> _Work order_
Below is a listing. Gather each line of it that contains "StdRng".

> _Study material_
^^^^

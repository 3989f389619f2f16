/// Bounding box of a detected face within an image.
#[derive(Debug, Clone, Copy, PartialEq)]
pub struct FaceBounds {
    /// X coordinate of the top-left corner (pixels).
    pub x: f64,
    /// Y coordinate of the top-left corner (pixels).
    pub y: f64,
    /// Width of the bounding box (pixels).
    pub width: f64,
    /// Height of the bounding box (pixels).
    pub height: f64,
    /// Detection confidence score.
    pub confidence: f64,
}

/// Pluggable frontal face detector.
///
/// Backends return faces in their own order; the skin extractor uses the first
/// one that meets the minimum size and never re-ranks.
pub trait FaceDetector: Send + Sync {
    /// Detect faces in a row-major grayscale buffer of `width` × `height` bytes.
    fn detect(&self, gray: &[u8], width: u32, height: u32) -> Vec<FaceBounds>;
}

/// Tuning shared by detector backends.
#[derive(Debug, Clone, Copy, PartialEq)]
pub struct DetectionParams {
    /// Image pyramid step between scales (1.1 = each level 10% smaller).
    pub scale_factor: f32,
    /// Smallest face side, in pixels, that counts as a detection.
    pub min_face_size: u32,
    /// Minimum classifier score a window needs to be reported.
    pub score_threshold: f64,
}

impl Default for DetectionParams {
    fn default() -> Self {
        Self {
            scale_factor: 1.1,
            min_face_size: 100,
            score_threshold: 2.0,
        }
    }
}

^^^^

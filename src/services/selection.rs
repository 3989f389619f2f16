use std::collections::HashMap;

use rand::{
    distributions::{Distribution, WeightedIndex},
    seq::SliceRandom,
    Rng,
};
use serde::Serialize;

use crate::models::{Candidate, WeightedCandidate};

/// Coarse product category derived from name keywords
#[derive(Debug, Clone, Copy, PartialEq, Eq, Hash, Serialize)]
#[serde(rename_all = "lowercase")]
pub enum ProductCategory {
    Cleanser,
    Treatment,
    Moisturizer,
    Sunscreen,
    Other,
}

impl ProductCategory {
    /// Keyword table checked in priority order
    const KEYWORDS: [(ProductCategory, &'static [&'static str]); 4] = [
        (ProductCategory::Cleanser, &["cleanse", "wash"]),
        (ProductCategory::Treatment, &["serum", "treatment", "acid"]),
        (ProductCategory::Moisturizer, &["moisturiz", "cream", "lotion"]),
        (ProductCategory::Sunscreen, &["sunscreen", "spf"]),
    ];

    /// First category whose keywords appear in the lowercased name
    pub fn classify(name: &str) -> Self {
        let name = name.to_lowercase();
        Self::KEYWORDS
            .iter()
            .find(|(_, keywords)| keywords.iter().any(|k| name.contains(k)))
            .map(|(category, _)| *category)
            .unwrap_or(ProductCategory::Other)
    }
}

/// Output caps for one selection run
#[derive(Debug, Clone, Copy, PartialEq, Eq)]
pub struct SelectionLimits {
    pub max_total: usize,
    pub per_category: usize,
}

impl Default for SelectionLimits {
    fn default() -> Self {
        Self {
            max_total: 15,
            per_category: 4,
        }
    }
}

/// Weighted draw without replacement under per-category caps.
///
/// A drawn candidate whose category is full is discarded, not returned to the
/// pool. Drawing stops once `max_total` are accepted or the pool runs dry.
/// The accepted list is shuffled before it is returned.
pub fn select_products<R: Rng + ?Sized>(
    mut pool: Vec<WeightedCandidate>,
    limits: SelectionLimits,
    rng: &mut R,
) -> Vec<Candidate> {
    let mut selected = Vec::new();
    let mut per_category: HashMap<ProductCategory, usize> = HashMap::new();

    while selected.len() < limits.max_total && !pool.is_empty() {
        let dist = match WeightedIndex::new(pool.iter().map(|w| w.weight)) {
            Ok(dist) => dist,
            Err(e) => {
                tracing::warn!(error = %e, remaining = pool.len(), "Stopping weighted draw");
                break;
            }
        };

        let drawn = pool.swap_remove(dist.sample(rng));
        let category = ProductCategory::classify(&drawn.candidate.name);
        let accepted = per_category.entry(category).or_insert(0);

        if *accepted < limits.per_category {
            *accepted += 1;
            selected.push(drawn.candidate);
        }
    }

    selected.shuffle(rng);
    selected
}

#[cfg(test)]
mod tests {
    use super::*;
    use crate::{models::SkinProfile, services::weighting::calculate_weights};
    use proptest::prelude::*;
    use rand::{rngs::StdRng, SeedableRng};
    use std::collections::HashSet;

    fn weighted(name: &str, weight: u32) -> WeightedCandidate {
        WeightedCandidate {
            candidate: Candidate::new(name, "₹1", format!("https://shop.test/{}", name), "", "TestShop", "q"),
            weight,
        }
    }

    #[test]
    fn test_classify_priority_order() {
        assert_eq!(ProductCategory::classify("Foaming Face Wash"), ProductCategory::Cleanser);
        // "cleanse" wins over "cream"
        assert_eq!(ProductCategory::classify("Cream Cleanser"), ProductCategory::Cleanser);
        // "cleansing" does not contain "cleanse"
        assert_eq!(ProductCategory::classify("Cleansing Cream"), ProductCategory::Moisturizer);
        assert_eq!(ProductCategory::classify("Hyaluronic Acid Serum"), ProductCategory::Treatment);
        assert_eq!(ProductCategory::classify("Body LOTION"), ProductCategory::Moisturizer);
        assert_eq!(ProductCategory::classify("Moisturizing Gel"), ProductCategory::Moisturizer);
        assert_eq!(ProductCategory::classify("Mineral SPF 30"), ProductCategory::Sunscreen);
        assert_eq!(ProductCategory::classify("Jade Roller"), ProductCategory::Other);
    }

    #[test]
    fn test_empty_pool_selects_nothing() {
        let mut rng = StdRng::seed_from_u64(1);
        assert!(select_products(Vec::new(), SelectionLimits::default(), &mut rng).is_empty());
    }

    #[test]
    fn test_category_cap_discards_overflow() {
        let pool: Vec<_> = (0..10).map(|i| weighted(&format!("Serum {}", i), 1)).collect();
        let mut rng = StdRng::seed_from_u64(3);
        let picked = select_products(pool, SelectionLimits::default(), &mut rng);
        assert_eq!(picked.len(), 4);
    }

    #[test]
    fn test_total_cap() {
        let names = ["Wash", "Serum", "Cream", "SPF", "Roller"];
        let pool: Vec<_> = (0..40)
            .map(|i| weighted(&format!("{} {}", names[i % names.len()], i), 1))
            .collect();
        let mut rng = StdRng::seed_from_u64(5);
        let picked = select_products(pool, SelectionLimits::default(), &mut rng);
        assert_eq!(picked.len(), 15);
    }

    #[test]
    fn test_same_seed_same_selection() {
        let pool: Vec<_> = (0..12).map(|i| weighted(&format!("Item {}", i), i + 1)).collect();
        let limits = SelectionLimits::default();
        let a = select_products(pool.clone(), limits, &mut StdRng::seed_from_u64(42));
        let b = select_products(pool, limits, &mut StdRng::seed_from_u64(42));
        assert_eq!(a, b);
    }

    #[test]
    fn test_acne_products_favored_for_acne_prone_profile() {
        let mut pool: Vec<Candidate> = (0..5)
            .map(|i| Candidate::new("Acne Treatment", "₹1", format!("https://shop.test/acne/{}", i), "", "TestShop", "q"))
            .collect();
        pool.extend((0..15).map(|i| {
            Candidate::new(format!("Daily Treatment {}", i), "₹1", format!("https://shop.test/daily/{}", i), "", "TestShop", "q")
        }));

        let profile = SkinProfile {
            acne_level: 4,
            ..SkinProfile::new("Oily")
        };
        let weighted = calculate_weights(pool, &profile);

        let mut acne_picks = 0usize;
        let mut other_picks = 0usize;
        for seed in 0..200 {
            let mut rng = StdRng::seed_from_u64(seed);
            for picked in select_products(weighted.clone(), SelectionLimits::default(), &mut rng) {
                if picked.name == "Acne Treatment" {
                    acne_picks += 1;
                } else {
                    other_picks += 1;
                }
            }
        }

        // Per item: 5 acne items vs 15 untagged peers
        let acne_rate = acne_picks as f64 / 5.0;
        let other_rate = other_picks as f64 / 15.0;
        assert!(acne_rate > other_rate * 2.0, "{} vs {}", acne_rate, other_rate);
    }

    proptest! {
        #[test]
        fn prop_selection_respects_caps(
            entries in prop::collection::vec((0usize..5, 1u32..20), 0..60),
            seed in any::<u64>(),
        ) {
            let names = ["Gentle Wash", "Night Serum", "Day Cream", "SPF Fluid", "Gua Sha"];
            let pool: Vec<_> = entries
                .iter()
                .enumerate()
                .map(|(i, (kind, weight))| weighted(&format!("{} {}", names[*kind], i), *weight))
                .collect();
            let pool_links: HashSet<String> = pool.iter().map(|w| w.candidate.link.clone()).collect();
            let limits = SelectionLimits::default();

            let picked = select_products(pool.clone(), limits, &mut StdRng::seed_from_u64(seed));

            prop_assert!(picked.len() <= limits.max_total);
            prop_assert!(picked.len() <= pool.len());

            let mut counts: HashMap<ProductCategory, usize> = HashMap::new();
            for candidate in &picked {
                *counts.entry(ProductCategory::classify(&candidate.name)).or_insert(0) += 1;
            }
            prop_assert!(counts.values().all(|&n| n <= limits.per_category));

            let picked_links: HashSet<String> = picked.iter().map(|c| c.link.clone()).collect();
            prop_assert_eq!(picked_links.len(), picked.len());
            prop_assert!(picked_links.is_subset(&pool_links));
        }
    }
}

^^^^

> _Written reply_
    use rand::{rngs::StdRng, SeedableRng};
        let mut rng = StdRng::seed_from_u64(1);
        let mut rng = StdRng::seed_from_u64(3);
        let mut rng = StdRng::seed_from_u64(5);
        let a = select_products(pool.clone(), limits, &mut StdRng::seed_from_u64(42));
        let b = select_products(pool, limits, &mut StdRng::seed_from_u64(42));
            let mut rng = StdRng::seed_from_u64(seed);
            let picked = select_products(pool.clone(), limits, &mut StdRng::seed_from_u64(seed));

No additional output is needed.